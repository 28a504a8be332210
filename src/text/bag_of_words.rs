//! Fixed-width document vectors over a vocabulary: multi-hot, counts and TF-IDF.
//!
//! TF-IDF uses the raw term count as `tf` and `idf = ln(1 + N / (1 + df))`, where `N` is the
//! number of fitted documents and `df` the number of them containing the term. Padding never
//! contributes to any vector.

use serde::{Deserialize, Serialize};

use crate::error::{Error, Result};

use super::vocabulary::PAD_ID;

/// How token occurrences are turned into vector entries
#[derive(Clone, Copy, Debug, PartialEq, Eq, Serialize, Deserialize)]
pub enum OutputMode {
    /// 1.0 if the token occurs at all
    MultiHot,

    /// Number of occurrences
    Count,

    /// Count weighted by inverse document frequency
    TfIdf,
}

/// Turns token sequences into `vocab_size`-wide vectors
#[derive(Clone, Debug, PartialEq)]
pub struct BagOfWords {
    vocab_size: usize,
    mode: OutputMode,

    /// Per-id weights, only present for TF-IDF once fitted
    idf: Option<Vec<f32>>,
}

impl BagOfWords {
    /// Create a vectorizer for a vocabulary of `vocab_size` ids
    pub fn new(vocab_size: usize, mode: OutputMode) -> Self {
        Self {
            vocab_size,
            mode,
            idf: None,
        }
    }

    /// The configured output mode
    pub fn mode(&self) -> OutputMode {
        self.mode
    }

    /// The fitted inverse document frequencies, if any
    pub fn idf(&self) -> Option<&[f32]> {
        self.idf.as_deref()
    }

    /// Learn document frequencies from a corpus. Required before TF-IDF transforms, harmless
    /// for the other modes.
    pub fn fit(mut self, documents: &[Vec<usize>]) -> Result<Self> {
        if documents.is_empty() {
            return Err(Error::config("cannot fit document frequencies on an empty corpus"));
        }

        let mut document_frequency = vec![0usize; self.vocab_size];

        for document in documents {
            let mut seen = vec![false; self.vocab_size];

            for &id in document {
                let slot = seen
                    .get_mut(id)
                    .ok_or_else(|| Self::out_of_range(id, self.vocab_size))?;

                if id != PAD_ID && !*slot {
                    *slot = true;
                    document_frequency[id] += 1;
                }
            }
        }

        let n = documents.len() as f32;
        let idf = document_frequency
            .into_iter()
            .map(|df| (1.0 + n / (1.0 + df as f32)).ln())
            .collect();

        self.idf = Some(idf);

        Ok(self)
    }

    /// Vectorize one token sequence
    pub fn transform(&self, document: &[usize]) -> Result<Vec<f32>> {
        let mut vector = vec![0.0f32; self.vocab_size];

        for &id in document {
            if id >= self.vocab_size {
                return Err(Self::out_of_range(id, self.vocab_size));
            }

            if id != PAD_ID {
                vector[id] += 1.0;
            }
        }

        match self.mode {
            OutputMode::Count => {}
            OutputMode::MultiHot => vector.iter_mut().for_each(|v| *v = v.min(1.0)),
            OutputMode::TfIdf => {
                let idf = self.idf.as_ref().ok_or_else(|| {
                    Error::config("TF-IDF output requires fitting document frequencies first")
                })?;

                vector.iter_mut().zip(idf).for_each(|(v, w)| *v *= w);
            }
        }

        Ok(vector)
    }

    /// Vectorize a set of token sequences
    pub fn transform_all(&self, documents: &[Vec<usize>]) -> Result<Vec<Vec<f32>>> {
        documents.iter().map(|d| self.transform(d)).collect()
    }

    fn out_of_range(id: usize, vocab_size: usize) -> Error {
        Error::internal(format!(
            "token id {id} is outside the vocabulary ({vocab_size} entries)"
        ))
    }
}
use rand::{rngs::StdRng, Rng, SeedableRng};

/// A deterministic source of initial parameter values.
///
/// Parameters are drawn on the host from a seeded `StdRng` instead of the backend's global
/// generator, so the same seed always yields the same model, regardless of which backend or
/// thread builds it.
#[derive(Debug)]
pub struct Initializer {
    rng: StdRng,
}

impl Initializer {
    /// Create an initializer from a seed
    pub fn new(seed: u64) -> Self {
        Self {
            rng: StdRng::seed_from_u64(seed),
        }
    }

    /// Draw `len` values uniformly from `[-bound, bound)`
    pub fn uniform(&mut self, len: usize, bound: f32) -> Vec<f32> {
        if bound <= 0.0 {
            return vec![0.0; len];
        }

        (0..len).map(|_| self.rng.gen_range(-bound..bound)).collect()
    }

    /// `len` copies of `value`
    pub fn constant(&mut self, len: usize, value: f32) -> Vec<f32> {
        vec![value; len]
    }
}
use std::fmt::Debug;

/// A trait for items that can be used for text classification
pub trait Item: Send + Sync + Clone + Debug {
    /// Returns the input text for the item
    fn input(&self) -> &str;

    /// Returns the class label for the item
    fn class_label(&self) -> &str;
}
use std::sync::Arc;

use burn::backend::NdArray;
use burn_text_rnn::{
    cli::models::Model,
    models::ClassifierConfig,
    pipelines::text_classification::Batcher,
    text::{Vectorizer, VocabularyBuilder},
};
use criterion::{black_box, criterion_group, criterion_main, BenchmarkId, Criterion};

fn documents(n: usize) -> Vec<String> {
    let words = [
        "wonderful", "terrible", "film", "staff", "rude", "friendly", "boring", "great", "food",
        "service",
    ];

    (0..n)
        .map(|i| {
            (0..8 + i % 24)
                .map(|j| words[(i * 7 + j * 3) % words.len()])
                .collect::<Vec<_>>()
                .join(" ")
        })
        .collect()
}

fn bench_forward(c: &mut Criterion) {
    let mut group = c.benchmark_group("classifier_forward");

    let texts = documents(32);
    let vocab = VocabularyBuilder::new(100).build(&texts).unwrap();
    let labels = vec!["negative".to_string(), "positive".to_string()];

    let batcher = Batcher::<NdArray>::new(
        Vectorizer::new(Arc::new(vocab.clone())),
        &labels,
        Default::default(),
    );

    for model in [Model::Mean, Model::Rnn, Model::Lstm, Model::BiLstm] {
        let classifier = ClassifierConfig::new(vocab.len(), labels.len(), model.encoder())
            .init::<NdArray>(&Default::default())
            .unwrap();

        group.bench_with_input(BenchmarkId::from_parameter(model), &model, |b, _| {
            b.iter(|| {
                let input = batcher.infer_batch(black_box(&texts)).unwrap();
                classifier.infer(input)
            })
        });
    }

    group.finish();
}

criterion_group!(benches, bench_forward);
criterion_main!(benches);
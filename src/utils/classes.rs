use std::{collections::BTreeMap, hash::Hash};

/// Invert a map by swapping keys and values
pub fn invert_map<K, V, MK, MV>(original: MK) -> MV
where
    K: Ord + Hash + Eq,
    V: Ord + Hash + Eq + Clone,
    MK: IntoIterator<Item = (K, V)>,
    MV: FromIterator<(V, K)>,
{
    original
        .into_iter()
        .map(|(key, value)| (value, key))
        .collect()
}

/// Number an ordered list of class labels, trimming surrounding whitespace
pub fn id2label(labels: &[String]) -> BTreeMap<usize, String> {
    labels
        .iter()
        .enumerate()
        .map(|(i, s)| (i, s.trim().to_string()))
        .collect()
}

/// The reverse of `id2label`, mapping class names to their ids
pub fn label2id(labels: &[String]) -> BTreeMap<String, usize> {
    invert_map(id2label(labels))
}

#[cfg(test)]
mod tests {
    use pretty_assertions::assert_eq;

    use super::*;

    #[test]
    fn numbers_labels_in_order() {
        let labels = vec!["negative ".to_string(), "positive".to_string()];

        assert_eq!(id2label(&labels)[&1], "positive");
        assert_eq!(label2id(&labels)["negative"], 0);
    }
}
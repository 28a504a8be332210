use std::{
    fmt,
    sync::{
        atomic::{AtomicUsize, Ordering},
        Arc,
    },
};

use burn::{
    backend::{Autodiff, NdArray},
    data::dataset::{Dataset as _, InMemDataset},
    module::AutodiffModule,
    train::TrainingInterrupter,
};
use burn_text_rnn::{
    cli::models::Model,
    datasets::{toy, Document},
    embeddings::{EmbeddingProvider, MissPolicy, WordVectors},
    error::Error,
    pipelines::text_classification::{self, Config, Item, Optimizer, Outcome},
    utils::tensors::to_vec,
};
use pretty_assertions::assert_eq;

type TrainingBackend = Autodiff<NdArray>;

fn config(model: Model) -> Config {
    Config::new(
        model.to_string(),
        toy::DATASET.to_string(),
        toy::LABELS.iter().map(|label| label.to_string()).collect(),
    )
    .with_encoder(model.encoder().with_embed_dim(8).with_hidden_size(8))
    .with_num_epochs(3)
    .with_batch_size(4)
}

fn run(config: &Config) -> Result<Outcome<TrainingBackend>, Error> {
    text_classification::train::<TrainingBackend, Document, toy::Dataset>(
        &Default::default(),
        &toy::Dataset::train(),
        config,
        None,
        &TrainingInterrupter::new(),
    )
}

#[test]
fn repeated_runs_reproduce_the_loss_trajectory() {
    for model in [Model::Mean, Model::Rnn, Model::Lstm, Model::BiLstm] {
        let config = config(model);

        let first = run(&config).unwrap();
        let second = run(&config).unwrap();

        // 16 documents in batches of 4 over 3 epochs
        assert_eq!(first.batch_losses.len(), 12);
        assert_eq!(first.epoch_losses.len(), 3);
        assert_eq!(first.batch_losses, second.batch_losses);
        assert!(!first.interrupted);
    }
}

#[test]
fn different_seeds_give_different_trajectories() {
    let first = run(&config(Model::Lstm)).unwrap();
    let second = run(&config(Model::Lstm).with_seed(7)).unwrap();

    assert_ne!(first.batch_losses, second.batch_losses);
}

#[test]
fn training_reduces_the_loss() {
    for optimizer in [Optimizer::Adam, Optimizer::Sgd] {
        let learning_rate = match optimizer {
            Optimizer::Adam => 0.05,
            Optimizer::Sgd => 0.5,
        };

        let config = config(Model::Mean)
            .with_num_epochs(30)
            .with_optimizer(optimizer)
            .with_learning_rate(learning_rate);

        let outcome = run(&config).unwrap();

        let first = outcome.epoch_losses[0];
        let last = outcome.epoch_losses[outcome.epoch_losses.len() - 1];

        assert!(last < first, "{optimizer:?}: {first} -> {last}");
    }
}

#[test]
fn trained_model_fits_the_training_split() {
    let config = config(Model::Mean)
        .with_num_epochs(40)
        .with_learning_rate(0.05);

    let outcome = run(&config).unwrap();
    let evaluation =
        text_classification::evaluate_outcome(&outcome, toy::Dataset::train(), 8).unwrap();

    assert_eq!(evaluation.documents, 16);
    assert!(evaluation.accuracy >= 0.75, "{evaluation:?}");
}

#[test]
fn exploding_updates_are_numeric_errors() {
    let config = config(Model::Mean)
        .with_optimizer(Optimizer::Sgd)
        .with_learning_rate(1e30);

    match run(&config) {
        Err(Error::Numeric { epoch, .. }) => assert_eq!(epoch, 1),
        other => panic!("expected a numeric error, got {:?}", other.map(|o| o.batch_losses)),
    }
}

#[test]
fn interrupted_runs_stop_before_the_next_batch() {
    let interrupter = TrainingInterrupter::new();
    interrupter.stop();

    let outcome = text_classification::train::<TrainingBackend, Document, toy::Dataset>(
        &Default::default(),
        &toy::Dataset::train(),
        &config(Model::Lstm),
        None,
        &interrupter,
    )
    .unwrap();

    assert!(outcome.interrupted);
    assert!(outcome.batch_losses.is_empty());
    assert!(outcome.epoch_losses.is_empty());
}

/// A toy document that stops the run once labels have been read `limit` times
#[derive(Clone)]
struct Tripwire {
    document: Document,
    reads: Arc<AtomicUsize>,
    limit: usize,
    interrupter: TrainingInterrupter,
}

impl fmt::Debug for Tripwire {
    fn fmt(&self, f: &mut fmt::Formatter<'_>) -> fmt::Result {
        f.debug_struct("Tripwire")
            .field("document", &self.document)
            .field("limit", &self.limit)
            .finish()
    }
}

impl Item for Tripwire {
    fn input(&self) -> &str {
        self.document.input()
    }

    fn class_label(&self) -> &str {
        if self.reads.fetch_add(1, Ordering::SeqCst) + 1 == self.limit {
            self.interrupter.stop();
        }

        self.document.class_label()
    }
}

/// Train on the toy split, stopping while the `batches`-th batch is assembled. Every label is
/// read once up front and once more each time its document is batched.
fn train_until(config: &Config, batches: usize) -> Outcome<TrainingBackend> {
    let documents: Vec<Document> = toy::Dataset::train().iter().collect();
    let limit = documents.len() + batches * config.batch_size;

    let interrupter = TrainingInterrupter::new();
    let reads = Arc::new(AtomicUsize::new(0));

    let dataset = InMemDataset::new(
        documents
            .into_iter()
            .map(|document| Tripwire {
                document,
                reads: reads.clone(),
                limit,
                interrupter: interrupter.clone(),
            })
            .collect(),
    );

    text_classification::train::<TrainingBackend, Tripwire, _>(
        &Default::default(),
        &dataset,
        config,
        None,
        &interrupter,
    )
    .unwrap()
}

#[test]
fn interrupted_runs_keep_every_completed_batch() {
    let config = config(Model::Lstm);
    let full = run(&config).unwrap();

    // Two batches into the second epoch
    let outcome = train_until(&config, 6);

    assert!(outcome.interrupted);
    assert_eq!(outcome.batch_losses, full.batch_losses[..6].to_vec());
    assert_eq!(outcome.epoch_losses, full.epoch_losses[..1].to_vec());
}

#[test]
fn interrupted_models_match_a_run_of_the_completed_batches() {
    let config = config(Model::Lstm);

    // Stopped right after the first epoch's four batches
    let interrupted = train_until(&config, 4);
    let capped = run(&config.clone().with_num_epochs(1)).unwrap();

    assert!(interrupted.interrupted);
    assert!(!capped.interrupted);
    assert_eq!(interrupted.batch_losses, capped.batch_losses);

    assert_eq!(
        to_vec(interrupted.model.output.weight.val()),
        to_vec(capped.model.output.weight.val())
    );
    assert_eq!(
        to_vec(interrupted.model.embedding.weight.val()),
        to_vec(capped.model.embedding.weight.val())
    );
}

/// Gives every token a vector at the edge of the `f32` range
struct Saturated {
    row: Vec<f32>,
}

impl EmbeddingProvider for Saturated {
    fn dimension(&self) -> usize {
        self.row.len()
    }

    fn lookup(&self, _token: &str) -> Option<&[f32]> {
        Some(&self.row)
    }
}

#[test]
fn non_finite_losses_abort_before_the_first_update() {
    let vectors = Saturated {
        row: vec![f32::MAX; 4],
    };

    let config = config(Model::Mean).with_encoder(Model::Mean.encoder().with_embed_dim(4));

    let result = text_classification::train::<TrainingBackend, Document, toy::Dataset>(
        &Default::default(),
        &toy::Dataset::train(),
        &config,
        Some(&vectors),
        &TrainingInterrupter::new(),
    );

    match result {
        Err(Error::Numeric {
            epoch,
            batch,
            quantity,
            ..
        }) => {
            assert_eq!((epoch, batch, quantity), (1, 0, "loss"));
        }
        other => panic!("expected a numeric error, got {:?}", other.map(|o| o.batch_losses)),
    }
}

#[test]
fn unknown_labels_are_config_errors() {
    let mut config = config(Model::Mean);
    config.labels = vec!["positive".to_string()];

    assert!(matches!(run(&config), Err(Error::Config(_))));
}

#[test]
fn empty_datasets_are_config_errors() {
    let empty = InMemDataset::<Document>::new(Vec::new());

    let result = text_classification::train::<TrainingBackend, Document, _>(
        &Default::default(),
        &empty,
        &config(Model::Mean),
        None,
        &TrainingInterrupter::new(),
    );

    assert!(matches!(result, Err(Error::Config(_))));
}

#[test]
fn frozen_embeddings_do_not_move() {
    let config = config(Model::Lstm).with_freeze_embeddings(true);
    let outcome = run(&config).unwrap();

    let initial = outcome
        .classifier
        .init::<TrainingBackend>(&Default::default())
        .unwrap();

    assert_eq!(
        to_vec(outcome.model.embedding.weight.val()),
        to_vec(initial.embedding.weight.val())
    );
}

#[test]
fn pretrained_vectors_seed_the_embedding_table() {
    let vectors = WordVectors::parse([
        "wonderful 0.5 0.5 0.5 0.5",
        "terrible -0.5 -0.5 -0.5 -0.5",
        "zebra 1 1 1 1",
    ])
    .unwrap();

    let config = config(Model::Mean)
        .with_encoder(Model::Mean.encoder().with_embed_dim(4))
        .with_num_epochs(1)
        .with_miss_policy(MissPolicy::Zero)
        .with_freeze_embeddings(true);

    let outcome = text_classification::train::<TrainingBackend, Document, toy::Dataset>(
        &Default::default(),
        &toy::Dataset::train(),
        &config,
        Some(&vectors),
        &TrainingInterrupter::new(),
    )
    .unwrap();

    let coverage = outcome.coverage.unwrap();
    assert_eq!(coverage.hits, 2);

    let id = outcome.vectorizer.vocabulary().id("wonderful").unwrap();
    let table = to_vec(outcome.model.valid().embedding.weight.val());

    assert_eq!(&table[id * 4..id * 4 + 4], &[0.5, 0.5, 0.5, 0.5]);
}

#[test]
fn mismatched_vector_dimensions_are_config_errors() {
    let vectors = WordVectors::parse(["wonderful 0.5 0.5"]).unwrap();

    let result = text_classification::train::<TrainingBackend, Document, toy::Dataset>(
        &Default::default(),
        &toy::Dataset::train(),
        &config(Model::Mean),
        Some(&vectors),
        &TrainingInterrupter::new(),
    );

    assert!(matches!(result, Err(Error::Config(_))));
}
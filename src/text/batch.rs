//! Batch assembly for variable-length token sequences.
//!
//! Every batch is padded to the length of its own longest sequence rather than to a global
//! fixed length, and documents are kept in the order given. Padding always uses `PAD_ID` on the
//! right, and the mask marks real positions with `true`.

use crate::error::{Error, Result};

use super::{vectorizer::TokenSequence, vocabulary::PAD_ID};

/// A rectangular id grid with a co-indexed mask of real positions
#[derive(Clone, Debug, PartialEq, Eq)]
pub struct Batch {
    /// Padded ids, `batch_size` rows of `max_len` columns
    ids: Vec<Vec<usize>>,

    /// `mask[i][j]` is true iff position `j` of row `i` holds a real token
    mask: Vec<Vec<bool>>,

    /// The unpadded length of each row
    lengths: Vec<usize>,

    /// The width of the grid
    max_len: usize,
}

impl Batch {
    /// Right-pad the sequences to the longest one and build the mask
    pub fn assemble(sequences: Vec<TokenSequence>) -> Result<Self> {
        if sequences.is_empty() {
            return Err(Error::config("cannot assemble an empty batch"));
        }

        let max_len = sequences.iter().map(Vec::len).max().unwrap_or(0);
        let lengths: Vec<usize> = sequences.iter().map(Vec::len).collect();

        let mask = lengths
            .iter()
            .map(|&len| (0..max_len).map(|j| j < len).collect())
            .collect();

        let ids = sequences
            .into_iter()
            .map(|mut sequence| {
                sequence.resize(max_len, PAD_ID);
                sequence
            })
            .collect();

        Ok(Self {
            ids,
            mask,
            lengths,
            max_len,
        })
    }

    /// Fail with an internal error if any real id falls outside an embedding table of
    /// `vocab_size` rows
    pub fn validate_ids(&self, vocab_size: usize) -> Result<()> {
        for (row, ids) in self.ids.iter().enumerate() {
            if let Some(id) = ids.iter().find(|id| **id >= vocab_size) {
                return Err(Error::internal(format!(
                    "token id {id} in row {row} is outside the embedding table ({vocab_size} rows)"
                )));
            }
        }

        Ok(())
    }

    /// Number of rows
    pub fn batch_size(&self) -> usize {
        self.ids.len()
    }

    /// Width of the grid (the longest sequence in the batch)
    pub fn max_len(&self) -> usize {
        self.max_len
    }

    /// The padded id grid
    pub fn ids(&self) -> &[Vec<usize>] {
        &self.ids
    }

    /// The mask grid
    pub fn mask(&self) -> &[Vec<bool>] {
        &self.mask
    }

    /// The unpadded length of each row
    pub fn lengths(&self) -> &[usize] {
        &self.lengths
    }
}
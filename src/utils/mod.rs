/// File utilities
pub mod files;

/// Tensor Utilities
pub mod tensors;

/// Seeded parameter initialization
pub mod init;

/// Utilities for classification tasks
pub mod classes;
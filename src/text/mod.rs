/// The fixed tokenization rule
pub mod tokenizer;

/// Frequency-ranked vocabularies
pub mod vocabulary;

/// Text to token id conversion
pub mod vectorizer;

/// Padded batches with masks
pub mod batch;

/// Multi-hot, count and TF-IDF document vectors
pub mod bag_of_words;

pub use bag_of_words::{BagOfWords, OutputMode};
pub use batch::Batch;
pub use tokenizer::tokenize;
pub use vectorizer::{TokenSequence, Vectorizer};
pub use vocabulary::{
    Vocabulary, VocabularyBuilder, VocabularyFile, PAD_ID, PAD_TOKEN, UNK_ID, UNK_TOKEN,
};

***

- Task details:
Copy every line of the listing containing the string "reads".

- Result below:
    reads: Arc<AtomicUsize>,
        if self.reads.fetch_add(1, Ordering::SeqCst) + 1 == self.limit {
    let reads = Arc::new(AtomicUsize::new(0));
                reads: reads.clone(),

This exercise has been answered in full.